To do. Print, exactly and completely, every entry in the data.

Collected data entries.
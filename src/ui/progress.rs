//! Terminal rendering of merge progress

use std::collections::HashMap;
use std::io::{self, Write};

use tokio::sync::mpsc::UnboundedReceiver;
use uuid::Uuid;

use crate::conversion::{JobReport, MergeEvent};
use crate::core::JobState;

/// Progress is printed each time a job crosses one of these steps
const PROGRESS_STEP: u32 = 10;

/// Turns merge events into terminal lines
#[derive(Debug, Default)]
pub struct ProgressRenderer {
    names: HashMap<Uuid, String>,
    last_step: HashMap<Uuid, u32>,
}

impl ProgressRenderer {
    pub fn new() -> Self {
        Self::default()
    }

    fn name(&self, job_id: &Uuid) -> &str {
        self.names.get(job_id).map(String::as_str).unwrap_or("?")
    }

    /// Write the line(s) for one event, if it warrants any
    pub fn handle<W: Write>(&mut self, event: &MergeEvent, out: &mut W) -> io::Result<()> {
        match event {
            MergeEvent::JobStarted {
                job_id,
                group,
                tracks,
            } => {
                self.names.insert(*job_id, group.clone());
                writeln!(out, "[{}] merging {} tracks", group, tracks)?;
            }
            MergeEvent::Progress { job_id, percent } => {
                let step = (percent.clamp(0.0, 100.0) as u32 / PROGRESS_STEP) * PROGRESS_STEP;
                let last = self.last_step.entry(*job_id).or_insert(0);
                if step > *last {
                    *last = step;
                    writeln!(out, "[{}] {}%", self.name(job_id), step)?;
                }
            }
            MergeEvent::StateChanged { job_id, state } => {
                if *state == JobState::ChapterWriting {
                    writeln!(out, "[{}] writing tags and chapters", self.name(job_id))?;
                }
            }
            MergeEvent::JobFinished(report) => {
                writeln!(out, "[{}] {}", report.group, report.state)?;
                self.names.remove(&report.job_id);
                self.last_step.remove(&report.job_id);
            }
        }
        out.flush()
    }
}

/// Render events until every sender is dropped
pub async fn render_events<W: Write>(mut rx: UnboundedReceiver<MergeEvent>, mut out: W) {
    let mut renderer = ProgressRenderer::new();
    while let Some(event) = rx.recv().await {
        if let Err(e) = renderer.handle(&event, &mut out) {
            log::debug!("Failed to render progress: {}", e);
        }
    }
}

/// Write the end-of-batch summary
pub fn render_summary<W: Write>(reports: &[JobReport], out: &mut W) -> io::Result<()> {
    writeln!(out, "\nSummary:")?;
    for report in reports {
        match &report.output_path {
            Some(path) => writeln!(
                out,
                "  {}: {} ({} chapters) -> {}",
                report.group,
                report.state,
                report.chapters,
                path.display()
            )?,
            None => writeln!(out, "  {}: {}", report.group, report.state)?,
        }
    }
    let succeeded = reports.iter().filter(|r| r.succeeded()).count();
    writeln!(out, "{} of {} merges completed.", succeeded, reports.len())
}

Answer area.
filename src/ui/progress.rs
//! Terminal rendering of merge progress

use std::collections::HashMap;
use std::io::{self, Write};

use tokio::sync::mpsc::UnboundedReceiver;
use uuid::Uuid;

use crate::conversion::{JobReport, MergeEvent};
use crate::core::JobState;

/// Progress is printed each time a job crosses one of these steps
const PROGRESS_STEP: u32 = 10;

/// Turns merge events into terminal lines
#[derive(Debug, Default)]
pub struct ProgressRenderer {
    names: HashMap<Uuid, String>,
    last_step: HashMap<Uuid, u32>,
}

impl ProgressRenderer {
    pub fn new() -> Self {
        Self::default()
    }

    fn name(&self, job_id: &Uuid) -> &str {
        self.names.get(job_id).map(String::as_str).unwrap_or("?")
    }

    /// Write the line(s) for one event, if it warrants any
    pub fn handle<W: Write>(&mut self, event: &MergeEvent, out: &mut W) -> io::Result<()> {
        match event {
            MergeEvent::JobStarted {
                job_id,
                group,
                tracks,
            } => {
                self.names.insert(*job_id, group.clone());
                writeln!(out, "[{}] merging {} tracks", group, tracks)?;
            }
            MergeEvent::Progress { job_id, percent } => {
                let step = (percent.clamp(0.0, 100.0) as u32 / PROGRESS_STEP) * PROGRESS_STEP;
                let last = self.last_step.entry(*job_id).or_insert(0);
                if step > *last {
                    *last = step;
                    writeln!(out, "[{}] {}%", self.name(job_id), step)?;
                }
            }
            MergeEvent::StateChanged { job_id, state } => {
                if *state == JobState::ChapterWriting {
                    writeln!(out, "[{}] writing tags and chapters", self.name(job_id))?;
                }
            }
            MergeEvent::JobFinished(report) => {
                writeln!(out, "[{}] {}", report.group, report.state)?;
                self.names.remove(&report.job_id);
                self.last_step.remove(&report.job_id);
            }
        }
        out.flush()
    }
}

/// Render events until every sender is dropped
pub async fn render_events<W: Write>(mut rx: UnboundedReceiver<MergeEvent>, mut out: W) {
    let mut renderer = ProgressRenderer::new();
    while let Some(event) = rx.recv().await {
        if let Err(e) = renderer.handle(&event, &mut out) {
            log::debug!("Failed to render progress: {}", e);
        }
    }
}

/// Write the end-of-batch summary
pub fn render_summary<W: Write>(reports: &[JobReport], out: &mut W) -> io::Result<()> {
    writeln!(out, "\nSummary:")?;
    for report in reports {
        match &report.output_path {
            Some(path) => writeln!(
                out,
                "  {}: {} ({} chapters) -> {}",
                report.group,
                report.state,
                report.chapters,
                path.display()
            )?,
            None => writeln!(out, "  {}: {}", report.group, report.state)?,
        }
    }
    let succeeded = reports.iter().filter(|r| r.succeeded()).count();
    writeln!(out, "{} of {} merges completed.", succeeded, reports.len())
}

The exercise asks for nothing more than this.